# Exercise aim
The data below has to be returned exactly, down to the last character.
[Opening Provided data section]
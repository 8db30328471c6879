//! Single instance lock using Unix socket.
//!
//! Prevents multiple instances of the bridge from running simultaneously.
//! Uses a Unix socket which is automatically cleaned up by the OS when the
//! process dies, avoiding stale lock files.

use std::io;
use std::os::unix::net::UnixListener;
use std::path::PathBuf;
use thiserror::Error;

/// Error types for instance lock operations.
#[derive(Debug, Error)]
pub enum InstanceLockError {
    /// Another instance is already running.
    #[error("another instance is already running")]
    AlreadyRunning,

    /// I/O error during lock acquisition.
    #[error("failed to acquire instance lock: {0}")]
    Io(#[from] io::Error),
}

/// Single instance lock using a Unix socket.
///
/// The lock is held as long as this struct exists. When dropped, the socket
/// file is removed. If the process crashes, the OS automatically removes
/// the socket, preventing stale locks.
pub struct InstanceLock {
    _listener: UnixListener,
    path: PathBuf,
}

impl InstanceLock {
    /// Attempt to acquire the instance lock.
    ///
    /// Returns `Ok(InstanceLock)` if this is the only instance running.
    /// Returns `Err(InstanceLockError::AlreadyRunning)` if another instance holds the lock.
    pub fn acquire() -> Result<Self, InstanceLockError> {
        let path = Self::socket_path();

        // Remove stale socket if it exists but no process holds it
        // This handles the case where the process was SIGKILL'd and
        // the Drop handler never ran, but the OS released the socket
        if path.exists() {
            // Try to connect - if it fails, the socket is stale
            match std::os::unix::net::UnixStream::connect(&path) {
                Ok(_) => {
                    // Connection succeeded - another instance is running
                    return Err(InstanceLockError::AlreadyRunning);
                }
                Err(_) => {
                    // Connection failed - socket is stale, remove it
                    let _ = std::fs::remove_file(&path);
                }
            }
        }

        // Try to bind the socket
        match UnixListener::bind(&path) {
            Ok(listener) => Ok(Self {
                _listener: listener,
                path,
            }),
            Err(e) if e.kind() == io::ErrorKind::AddrInUse => {
                // Race condition: another instance bound between our check and bind
                Err(InstanceLockError::AlreadyRunning)
            }
            Err(e) => Err(InstanceLockError::Io(e)),
        }
    }

    /// Get the path to the socket file.
    pub fn socket_path() -> PathBuf {
        // Use XDG_RUNTIME_DIR if available (auto-cleaned on logout)
        // Fallback to /tmp
        std::env::var("XDG_RUNTIME_DIR")
            .map(PathBuf::from)
            .unwrap_or_else(|_| PathBuf::from("/tmp"))
            .join("matter-sbmd-driver.sock")
    }
}

impl Drop for InstanceLock {
    fn drop(&mut self) {
        // Clean up the socket file on normal exit
        let _ = std::fs::remove_file(&self.path);
    }
}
[Closing Provided data section]
# Answer below
repository 8db30328471c6879
//! Single instance lock using Unix socket.
//!
//! Prevents multiple instances of the bridge from running simultaneously.
//! Uses a Unix socket which is automatically cleaned up by the OS when the
//! process dies, avoiding stale lock files.

use std::io;
use std::os::unix::net::UnixListener;
use std::path::PathBuf;
use thiserror::Error;

/// Error types for instance lock operations.
#[derive(Debug, Error)]
pub enum InstanceLockError {
    /// Another instance is already running.
    #[error("another instance is already running")]
    AlreadyRunning,

    /// I/O error during lock acquisition.
    #[error("failed to acquire instance lock: {0}")]
    Io(#[from] io::Error),
}

/// Single instance lock using a Unix socket.
///
/// The lock is held as long as this struct exists. When dropped, the socket
/// file is removed. If the process crashes, the OS automatically removes
/// the socket, preventing stale locks.
pub struct InstanceLock {
    _listener: UnixListener,
    path: PathBuf,
}

impl InstanceLock {
    /// Attempt to acquire the instance lock.
    ///
    /// Returns `Ok(InstanceLock)` if this is the only instance running.
    /// Returns `Err(InstanceLockError::AlreadyRunning)` if another instance holds the lock.
    pub fn acquire() -> Result<Self, InstanceLockError> {
        let path = Self::socket_path();

        // Remove stale socket if it exists but no process holds it
        // This handles the case where the process was SIGKILL'd and
        // the Drop handler never ran, but the OS released the socket
        if path.exists() {
            // Try to connect - if it fails, the socket is stale
            match std::os::unix::net::UnixStream::connect(&path) {
                Ok(_) => {
                    // Connection succeeded - another instance is running
                    return Err(InstanceLockError::AlreadyRunning);
                }
                Err(_) => {
                    // Connection failed - socket is stale, remove it
                    let _ = std::fs::remove_file(&path);
                }
            }
        }

        // Try to bind the socket
        match UnixListener::bind(&path) {
            Ok(listener) => Ok(Self {
                _listener: listener,
                path,
            }),
            Err(e) if e.kind() == io::ErrorKind::AddrInUse => {
                // Race condition: another instance bound between our check and bind
                Err(InstanceLockError::AlreadyRunning)
            }
            Err(e) => Err(InstanceLockError::Io(e)),
        }
    }

    /// Get the path to the socket file.
    pub fn socket_path() -> PathBuf {
        // Use XDG_RUNTIME_DIR if available (auto-cleaned on logout)
        // Fallback to /tmp
        std::env::var("XDG_RUNTIME_DIR")
            .map(PathBuf::from)
            .unwrap_or_else(|_| PathBuf::from("/tmp"))
            .join("matter-sbmd-driver.sock")
    }
}

impl Drop for InstanceLock {
    fn drop(&mut self) {
        // Clean up the socket file on normal exit
        let _ = std::fs::remove_file(&self.path);
    }
}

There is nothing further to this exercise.